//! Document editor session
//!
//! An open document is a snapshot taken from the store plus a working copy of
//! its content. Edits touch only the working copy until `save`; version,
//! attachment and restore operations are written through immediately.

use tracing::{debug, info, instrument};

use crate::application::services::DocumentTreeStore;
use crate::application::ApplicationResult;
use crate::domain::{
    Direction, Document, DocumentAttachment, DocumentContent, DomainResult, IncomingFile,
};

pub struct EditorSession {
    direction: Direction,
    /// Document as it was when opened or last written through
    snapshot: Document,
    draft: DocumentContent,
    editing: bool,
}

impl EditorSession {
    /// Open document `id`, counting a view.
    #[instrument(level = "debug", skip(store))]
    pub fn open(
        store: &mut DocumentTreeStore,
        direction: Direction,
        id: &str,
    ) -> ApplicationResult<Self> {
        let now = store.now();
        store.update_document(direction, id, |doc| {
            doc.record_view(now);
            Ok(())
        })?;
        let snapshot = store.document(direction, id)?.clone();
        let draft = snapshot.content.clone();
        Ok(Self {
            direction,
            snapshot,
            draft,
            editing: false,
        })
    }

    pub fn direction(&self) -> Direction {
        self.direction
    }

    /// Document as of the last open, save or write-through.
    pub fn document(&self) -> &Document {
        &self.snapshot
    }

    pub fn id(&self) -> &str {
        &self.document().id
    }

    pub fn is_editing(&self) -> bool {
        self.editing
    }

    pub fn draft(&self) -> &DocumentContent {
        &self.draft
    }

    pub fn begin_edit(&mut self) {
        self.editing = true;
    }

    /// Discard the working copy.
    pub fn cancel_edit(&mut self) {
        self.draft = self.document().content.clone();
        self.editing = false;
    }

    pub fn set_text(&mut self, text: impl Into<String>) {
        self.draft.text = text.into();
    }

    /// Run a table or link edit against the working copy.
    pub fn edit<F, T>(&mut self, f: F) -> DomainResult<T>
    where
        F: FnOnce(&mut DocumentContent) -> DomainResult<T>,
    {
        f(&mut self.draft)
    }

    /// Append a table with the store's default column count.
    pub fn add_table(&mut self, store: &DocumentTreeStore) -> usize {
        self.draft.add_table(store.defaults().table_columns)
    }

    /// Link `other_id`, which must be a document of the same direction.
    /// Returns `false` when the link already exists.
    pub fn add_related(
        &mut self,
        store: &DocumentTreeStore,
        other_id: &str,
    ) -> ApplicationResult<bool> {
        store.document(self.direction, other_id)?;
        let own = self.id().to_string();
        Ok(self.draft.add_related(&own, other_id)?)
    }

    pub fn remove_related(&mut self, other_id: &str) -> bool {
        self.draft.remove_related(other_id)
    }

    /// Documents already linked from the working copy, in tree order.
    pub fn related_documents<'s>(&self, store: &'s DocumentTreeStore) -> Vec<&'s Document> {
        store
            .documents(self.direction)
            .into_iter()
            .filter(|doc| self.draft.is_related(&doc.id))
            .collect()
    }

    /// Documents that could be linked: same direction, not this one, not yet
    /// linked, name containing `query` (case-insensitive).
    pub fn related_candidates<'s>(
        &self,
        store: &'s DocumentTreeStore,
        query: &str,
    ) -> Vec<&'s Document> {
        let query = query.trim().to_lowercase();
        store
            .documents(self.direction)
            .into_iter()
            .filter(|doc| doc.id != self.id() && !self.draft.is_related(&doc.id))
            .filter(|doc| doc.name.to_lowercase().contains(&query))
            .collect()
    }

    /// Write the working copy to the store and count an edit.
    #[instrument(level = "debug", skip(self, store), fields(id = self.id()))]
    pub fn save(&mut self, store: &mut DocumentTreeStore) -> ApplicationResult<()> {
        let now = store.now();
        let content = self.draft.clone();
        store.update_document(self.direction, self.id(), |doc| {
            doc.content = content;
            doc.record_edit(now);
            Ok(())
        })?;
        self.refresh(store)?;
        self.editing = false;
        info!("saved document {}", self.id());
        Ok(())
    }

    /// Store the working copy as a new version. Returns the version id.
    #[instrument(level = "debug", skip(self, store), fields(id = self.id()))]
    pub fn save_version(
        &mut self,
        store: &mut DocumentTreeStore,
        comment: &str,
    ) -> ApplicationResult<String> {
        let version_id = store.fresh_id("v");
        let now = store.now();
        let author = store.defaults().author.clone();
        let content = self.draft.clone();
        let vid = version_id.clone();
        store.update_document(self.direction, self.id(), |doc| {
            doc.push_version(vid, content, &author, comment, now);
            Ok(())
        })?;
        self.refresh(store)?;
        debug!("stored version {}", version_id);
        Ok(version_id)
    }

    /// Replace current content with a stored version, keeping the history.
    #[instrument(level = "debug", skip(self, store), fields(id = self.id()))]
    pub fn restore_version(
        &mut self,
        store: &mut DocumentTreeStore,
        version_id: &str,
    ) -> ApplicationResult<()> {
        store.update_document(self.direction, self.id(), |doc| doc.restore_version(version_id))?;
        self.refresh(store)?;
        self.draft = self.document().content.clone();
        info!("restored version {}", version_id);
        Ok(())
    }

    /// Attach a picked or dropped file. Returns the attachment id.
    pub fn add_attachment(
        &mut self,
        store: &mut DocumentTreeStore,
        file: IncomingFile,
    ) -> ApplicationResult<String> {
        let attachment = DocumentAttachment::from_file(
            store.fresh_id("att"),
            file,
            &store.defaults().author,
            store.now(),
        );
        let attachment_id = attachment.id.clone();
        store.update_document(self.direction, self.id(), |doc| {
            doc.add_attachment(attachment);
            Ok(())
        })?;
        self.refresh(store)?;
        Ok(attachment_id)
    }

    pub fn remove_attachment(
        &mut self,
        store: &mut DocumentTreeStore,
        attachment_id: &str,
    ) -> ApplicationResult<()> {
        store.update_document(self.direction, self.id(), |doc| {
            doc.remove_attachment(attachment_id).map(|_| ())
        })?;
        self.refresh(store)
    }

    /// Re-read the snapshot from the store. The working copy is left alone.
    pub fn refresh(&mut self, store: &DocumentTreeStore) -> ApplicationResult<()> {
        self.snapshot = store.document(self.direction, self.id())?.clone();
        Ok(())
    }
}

* * * * * * *

■ WHAT YOU HAVE TO DO ■
Could you copy out every line in the material above that contains the string "DocumentContent"?

■ TASK OUTPUT ■
    Direction, Document, DocumentAttachment, DocumentContent, DomainResult, IncomingFile,
    draft: DocumentContent,
    pub fn draft(&self) -> &DocumentContent {
        F: FnOnce(&mut DocumentContent) -> DomainResult<T>,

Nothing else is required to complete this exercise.